Healthcare payment software maker Waystar reported first-quarter sales of $313.9 million, a 22% increase from the same period last year, as management reaffirmed its investment in artificial intelligence and innovation.
In first-quarter results released Wednesday afternoon, Waystar reported net income of $43.3 million, or GAAP net income of 22 cents per share. The company also reported first-quarter adjusted EBITDA of $135.4 million.
The company reported non-GAAP earnings per share of 42 cents, beating analyst estimates of 39 cents per share. Waystar’s first-quarter sales also exceeded Wall Street analysts’ expectations of $311.72 million for the same quarter.
Waystar provides healthcare payment and revenue cycle management tools to 30,000 clients representing more than 1 million individual providers, and its platform processes more than 7.5 billion healthcare payment transactions.
Analysts at William Blair said the company outperformed its first-quarter results, delivering “strong sales and earnings results.”
“In our view, Waystar continues to be the leader in end-to-end RCM software and is leveraging its overall position, scale and advantages to enhance its platform with new innovations,” Ryan Daniels, Group Head of Healthcare Technology and Services at William Blair, said in an analyst note.
On an April 29 conference call with investors to discuss first-quarter results, CEO Matt Hawkins said Waystar was “off to a solid start to the year,” reflecting “strong execution across the business and our innovation roadmap.”
“What makes Waystar different is the tangible value we deliver,” Hawkins said. “Our platform is purpose-built to drive meaningful ROI for healthcare providers by integrating powerful LLM into our core workflows, increasing accuracy, reducing friction, and lowering the total cost of operating the revenue cycle.”
Additionally, according to Hawkins, AI has become meaningful to “expand the overall market opportunity that Waystar can address.”

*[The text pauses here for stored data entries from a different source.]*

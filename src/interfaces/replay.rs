//! Replays a CSV event script against a [`DispatchEngine`].
//!
//! Request labels in the script map to stable ids
//! ([`RequestId::from_label`]), so replaying against a persisted store picks
//! up where an earlier run left off.

use super::csv::event_reader::{ScriptEvent, ScriptOp};
use super::csv::request_writer::RequestRow;
use crate::application::claim::ClaimResult;
use crate::application::engine::DispatchEngine;
use crate::domain::actor::UserId;
use crate::domain::conversation::MessageKind;
use crate::domain::geo::GeoPoint;
use crate::domain::ids::{PaymentId, RequestId};
use crate::domain::money::Amount;
use crate::domain::payment::{GatewayCallback, PaymentStatus};
use crate::domain::request::{IssueCategory, LifecycleEvent, RequestDetails};
use crate::error::{DispatchError, Result};
use crate::infrastructure::gateway::HmacGateway;
use std::collections::HashMap;

pub struct ScriptRunner {
    engine: DispatchEngine,
    gateway: HmacGateway,
    /// Labels in order of first appearance.
    labels: Vec<String>,
    /// Last genuine callback delivered per request, for replays.
    callbacks: HashMap<RequestId, (PaymentId, GatewayCallback)>,
}

impl ScriptRunner {
    /// `gateway` must be the client the engine was built with, so that the
    /// callbacks it simulates carry valid signatures.
    pub fn new(engine: DispatchEngine, gateway: HmacGateway) -> Self {
        Self {
            engine,
            gateway,
            labels: Vec::new(),
            callbacks: HashMap::new(),
        }
    }

    pub fn engine(&self) -> &DispatchEngine {
        &self.engine
    }

    /// Applies one event. Failures are logged and returned; the caller
    /// decides whether to carry on.
    pub async fn apply(&mut self, event: &ScriptEvent) -> Result<()> {
        if !self.labels.contains(&event.request) {
            self.labels.push(event.request.clone());
        }
        let result = self.dispatch(event).await;
        if let Err(e) = &result {
            if e.is_expected() {
                tracing::debug!(op = ?event.op, request = %event.request, error = %e, "Expected outcome");
            } else {
                tracing::warn!(op = ?event.op, request = %event.request, error = %e, "Event failed");
            }
        }
        result
    }

    async fn dispatch(&mut self, event: &ScriptEvent) -> Result<()> {
        let request_id = RequestId::from_label(&event.request);
        match event.op {
            ScriptOp::Create => {
                let (Some(lat), Some(lng)) = (event.lat, event.lng) else {
                    return Err(event.missing("lat/lng"));
                };
                let issue: IssueCategory = event.issue.as_deref().unwrap_or_default().parse()?;
                let mut details =
                    RequestDetails::new(issue, GeoPoint::new(lat, lng)?, event.text());
                if let Some(target) = event.target {
                    details = details.targeting(UserId(target));
                }
                self.engine
                    .create_request_with_id(request_id, UserId(event.actor()?), details)
                    .await?;
            }
            ScriptOp::Broadcast => {
                self.engine.broadcast(request_id).await?;
            }
            ScriptOp::Claim => {
                let provider = UserId(event.actor()?);
                let result = self.engine.claim(request_id, provider).await?;
                if !matches!(result, ClaimResult::Success(_)) {
                    return result.into_result(request_id, provider).map(|_| ());
                }
            }
            ScriptOp::Quote => {
                let amount = event.amount.ok_or_else(|| event.missing("amount"))?;
                self.engine
                    .set_quotation(request_id, UserId(event.actor()?), Amount::new(amount)?)
                    .await?;
            }
            ScriptOp::Reject => self.transition(event, LifecycleEvent::Reject).await?,
            ScriptOp::Travel => self.transition(event, LifecycleEvent::StartTravel).await?,
            ScriptOp::Start => self.transition(event, LifecycleEvent::StartWork).await?,
            ScriptOp::Complete => {
                let final_amount = event.amount.map(Amount::new).transpose()?;
                self.transition(event, LifecycleEvent::Complete { final_amount })
                    .await?
            }
            ScriptOp::Cancel => {
                let reason = event.text().to_string();
                self.transition(event, LifecycleEvent::Cancel { reason })
                    .await?
            }
            ScriptOp::Pay => self.pay(request_id).await?,
            ScriptOp::Forge => {
                let order = self.engine.initiate_settlement(request_id).await?;
                let callback = GatewayCallback {
                    order_id: order.order_id,
                    gateway_payment_id: "pay_forged".to_string(),
                    signature: "00".repeat(32),
                };
                self.engine
                    .verify_settlement(order.payment_id, &callback)
                    .await?;
            }
            ScriptOp::Refund => {
                let payment = self
                    .engine
                    .settled_payment(request_id)
                    .await?
                    .ok_or_else(|| DispatchError::not_found("settled payment", request_id))?;
                self.engine.refund(payment.id, event.text()).await?;
            }
            ScriptOp::Message => {
                let conversation = self.engine.get_or_create_conversation(request_id).await?;
                self.engine
                    .post_message(
                        conversation.id,
                        UserId(event.actor()?),
                        event.text(),
                        MessageKind::Text,
                    )
                    .await?;
            }
            ScriptOp::Read => {
                let conversation = self.engine.get_or_create_conversation(request_id).await?;
                self.engine
                    .mark_read(conversation.id, UserId(event.actor()?))
                    .await?;
            }
            ScriptOp::Review => {
                let rating = event.rating.ok_or_else(|| event.missing("rating"))?;
                self.engine
                    .submit_review(request_id, UserId(event.actor()?), rating, event.text())
                    .await?;
            }
            ScriptOp::Respond => {
                self.engine
                    .respond_to_review(request_id, UserId(event.actor()?), event.text())
                    .await?;
            }
        }
        Ok(())
    }

    async fn transition(&self, event: &ScriptEvent, lifecycle: LifecycleEvent) -> Result<()> {
        let request_id = RequestId::from_label(&event.request);
        self.engine
            .transition(request_id, UserId(event.actor()?), lifecycle)
            .await?;
        Ok(())
    }

    /// Pays the open settlement with a genuine callback. On a request that
    /// is already settled, the earlier callback is delivered again.
    async fn pay(&mut self, request_id: RequestId) -> Result<()> {
        if self.engine.settled_payment(request_id).await?.is_some()
            && let Some((payment_id, callback)) = self.callbacks.get(&request_id)
        {
            self.engine.verify_settlement(*payment_id, callback).await?;
            return Ok(());
        }

        let order = self.engine.initiate_settlement(request_id).await?;
        let callback = self.gateway.simulate_callback(&order.order_id)?;
        self.engine
            .verify_settlement(order.payment_id, &callback)
            .await?;
        self.callbacks
            .insert(request_id, (order.payment_id, callback));
        Ok(())
    }

    /// Final state of every scripted request, in script order. Labels whose
    /// request was never created are left out.
    pub async fn rows(&self) -> Result<Vec<RequestRow>> {
        let mut rows = Vec::with_capacity(self.labels.len());
        for label in &self.labels {
            let request_id = RequestId::from_label(label);
            let request = match self.engine.request(request_id).await {
                Ok(request) => request,
                Err(DispatchError::NotFound { .. }) => continue,
                Err(e) => return Err(e),
            };
            let payment = match self.engine.settled_payment(request_id).await? {
                Some(settled) => Some(settled.status),
                None => {
                    let attempts = self.engine.payments_for_request(request_id).await?;
                    attempts
                        .iter()
                        .find(|p| p.status == PaymentStatus::Refunded)
                        .or(attempts.last())
                        .map(|p| p.status)
                }
            };
            rows.push(RequestRow::new(label, &request, payment));
        }
        Ok(rows)
    }
}

#[cfg(test)]
mod tests {
    use super::*;
    use crate::application::engine::{Collaborators, Stores};
    use crate::config::EngineConfig;
    use crate::domain::actor::Role;
    use crate::domain::geo::ProviderPosition;
    use crate::domain::request::RequestStatus;
    use crate::infrastructure::in_memory::InMemoryDirectory;
    use crate::interfaces::csv::event_reader::EventReader;
    use std::sync::Arc;

    async fn runner() -> ScriptRunner {
        let directory = Arc::new(InMemoryDirectory::new());
        directory.register(UserId(1), Role::Customer).await;
        directory
            .upsert_provider(ProviderPosition {
                provider_id: UserId(10),
                location: GeoPoint::new(12.98, 77.59).unwrap(),
                available: true,
                active: true,
                rating: 4.0,
            })
            .await;
        let gateway = HmacGateway::new("replay").unwrap();
        let engine = DispatchEngine::new(
            EngineConfig::default(),
            Stores::in_memory(),
            Collaborators {
                identity: directory.clone(),
                providers: directory,
                gateway: Arc::new(gateway.clone()),
            },
        )
        .unwrap();
        ScriptRunner::new(engine, gateway)
    }

    #[tokio::test]
    async fn test_script_runs_to_settlement_and_replay_is_duplicate() {
        let script = "op,request,actor,target,lat,lng,amount,rating,text\n\
                      create,r1,1,,12.97,77.59,,,MG Road\n\
                      broadcast,r1,,,,,,,\n\
                      claim,r1,10,,,,,,\n\
                      travel,r1,10,,,,,,\n\
                      start,r1,10,,,,,,\n\
                      complete,r1,10,,,,700,,\n\
                      pay,r1,,,,,,,\n\
                      pay,r1,,,,,,,";
        let mut runner = runner().await;
        let mut outcomes = Vec::new();
        for event in EventReader::new(script.as_bytes()).events() {
            outcomes.push(runner.apply(&event.unwrap()).await);
        }

        assert!(outcomes[..7].iter().all(|o| o.is_ok()));
        assert!(matches!(
            outcomes[7],
            Err(DispatchError::DuplicateSettlement { .. })
        ));

        let rows = runner.rows().await.unwrap();
        assert_eq!(rows.len(), 1);
        assert_eq!(rows[0].status, RequestStatus::Completed);
        assert_eq!(rows[0].provider, Some(10));
        assert_eq!(rows[0].final_amount.as_deref(), Some("700"));
        assert_eq!(rows[0].payment, Some(PaymentStatus::Success));
    }
}
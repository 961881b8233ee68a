//! In-process fan-out of [`DispatchEvent`]s over a `tokio::sync::broadcast`
//! channel. Whatever delivers notifications subscribes here.

use crate::domain::event::DispatchEvent;
use tokio::sync::broadcast;

/// Default buffer capacity for the broadcast channel.
const DEFAULT_CAPACITY: usize = 1024;

#[derive(Debug, Clone)]
pub struct EventBus {
    sender: broadcast::Sender<DispatchEvent>,
}

impl EventBus {
    /// When the buffer is full the oldest events are dropped and slow
    /// receivers observe `RecvError::Lagged`.
    pub fn new(capacity: usize) -> Self {
        let (sender, _) = broadcast::channel(capacity);
        Self { sender }
    }

    /// Publishes to all current subscribers. With none, the event is dropped.
    pub fn publish(&self, event: DispatchEvent) {
        tracing::trace!(kind = ?event.kind, request_id = %event.request_id, "Publishing event");
        let _ = self.sender.send(event);
    }

    pub fn subscribe(&self) -> broadcast::Receiver<DispatchEvent> {
        self.sender.subscribe()
    }

    pub fn subscriber_count(&self) -> usize {
        self.sender.receiver_count()
    }
}

impl Default for EventBus {
    fn default() -> Self {
        Self::new(DEFAULT_CAPACITY)
    }
}
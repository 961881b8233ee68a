//! Domain layer: the records the engine owns, the request state machine,
//! and the ports through which it reaches storage and collaborators.

pub mod actor;
pub mod conversation;
pub mod event;
pub mod geo;
pub mod ids;
pub mod money;
pub mod payment;
pub mod ports;
pub mod request;
pub mod review;
pub mod view;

“We are building toward what we believe is the future of this industry: autonomous revenue cycle platforms,” he said.
Hawkins said AI-powered solutions make up about 50% of the company’s solutions, and nearly 40% of its revenue comes from AI-incorporated workflows.
“The traction of AI is accelerating,” Hawkins told investors on a conference call, noting that AI-powered features drove about 40% of new bookings in the first quarter. “Our clients relied on the platform for prevention, automation, and visibility rather than downstream rework,” he said.
Waystar is shifting its focus from task-level automation to agent workflows. “This change opens up greater opportunities for the approximately $100 billion in annual revenue cycle labor services currently performed across the industry. We believe we are well-positioned to automate a significant portion of this labor pool through the introduction of new AI-powered capabilities such as denials, pre-approvals and collections,” Hawkins said on the earnings call.
Waystar’s leadership reiterated patient volume trends noted by providers and payers in the first quarter, emphasizing that patient volume is down given a weaker-than-expected flu season, winter storms, and policy headwinds like those of last year.
The expiration of ACA subsidies impacted the company’s volume revenue. But executives said this was offset by strong subscription sales.
Hawkins said the company is “balancing targeted investments with profitability” in innovation and AI solutions, including the $1.25 billion acquisition of AI-driven RCM company Idoine Software. The acquisition will enable the company to leverage Iodine’s AI capabilities to further streamline provider management tasks, such as usage management and identifying pre-billing revenue leakage.
Mr. Hawkins said the early integration is “moving ahead of schedule” and that the company “continues to evaluate the strategic rationale for the acquisition.”
“Iodine extends waystar to mid-cycle, where clinical intelligence plays a critical role in preventing denials and ensuring compliant reimbursement,” Hawkins said.
The company continues to deploy new generative AI capabilities and advanced automation to manage RCM workflows. Most recently, it launched an AI solution earlier this month aimed at restoring revenue for providers lost due to payer adjustment. Hawkins told Fierce Healthcare that the tool reduces reconciliation time by more than 80% and provides 100% visibility into payer collections.